[On October 26, 1825, the Erie Canal officially opened. So this week, I’ll honor the 200th anniversary of that huge & hugely important project by highlighting a handful of figures connected to it, leading up to a special weekend tribute to my favorite current civil engineer!]
I highlighted the most famous political layers to DeWitt (and his even more famous uncle George) in Monday’s post, so here are three additional contexts, ones more closely linked to the transportation project that he made possible:
1) Steam: In 1831, the Mohawk and Hudson Railroad (M&H) built a new steam engine that they named the DeWitt Clinton. Clinton had died in office in 1828, and it made sense for a New York railway company to honor him in this way; moreover, the Erie Canal was seen as a transportation competitor to the railroad, so the locomotive naming could be read as a peace gesture.
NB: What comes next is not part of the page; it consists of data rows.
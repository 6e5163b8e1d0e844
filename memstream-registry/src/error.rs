//! Error types for memstream-registry

use thiserror::Error;

/// Result type alias using our Error
pub type Result<T> = std::result::Result<T, Error>;

/// Registry error type
#[derive(Error, Debug)]
pub enum Error {
    /// Persistence failed (quota, permissions, missing directory)
    #[error("Persistence error: {0}")]
    Persistence(String),

    /// JSON parsing error (serde_json)
    #[error("JSON error: {0}")]
    Json(#[from] serde_json::Error),

    /// Generic error with message
    #[error("{0}")]
    Other(String),
}

impl Error {
    /// Create a persistence error
    pub fn persistence(msg: impl Into<String>) -> Self {
        Error::Persistence(msg.into())
    }

    /// Create a generic error
    pub fn other(msg: impl Into<String>) -> Self {
        Error::Other(msg.into())
    }
}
But it’s also worth noting that, in an era when steam navigation was still new and at least somewhat controversial, Clinton consistently championed the technology as a vital resource for not just transportation (in shipping as well as railroads) but also and especially the public good.
2) Freemasonry: Clinton was initiated into New York’s “Holland” Masonic lodge when he was just 21 years old, was elected Grand Master of the state’s Grand Lodge 16 years later, and for the last 12 years of his life was the Grand Master of the Grand Encampment of Knights Templar in the U.S., a national organization he helped create. His connection to Freemasonry became a source of potential scandal in 1826, when a man named William Morgan threatened to publish a book exposing the organization’s rituals and subsequently disappeared for good; Governor Clinton issued three proclamations offering rewards for information, but to not avail. Yet without eliding that mysterious and tragic case, I’d add that it seems important to note that one of the greatest champions of our most elaborate civil engineering project was a Mason!
3) Jesse Hawley: Clinton began his affiliation with the Erie Canal project around 1810, and was a founding member of the Erie Canal Commission organized at that time. But his own interest in the project was due to another and even more compelling figure: Jesse Hawley, a New York flour merchant whose transportation debts (due directly to the lack of affordable operations for traversing the state) led him to spend 20 months in debtors’ prison between 1806 and 1808; and who during that time wrote and published fourteen essays arguing for the canal in the Genesee Messenger under the pseudonym “Hercules.” I love that this huge national project began in many ways with one man writing his way through an unjust prison sentence, and DeWitt Clinton can help us remember him.
Next Canal context tomorrow,
Ben
PS. What do you think?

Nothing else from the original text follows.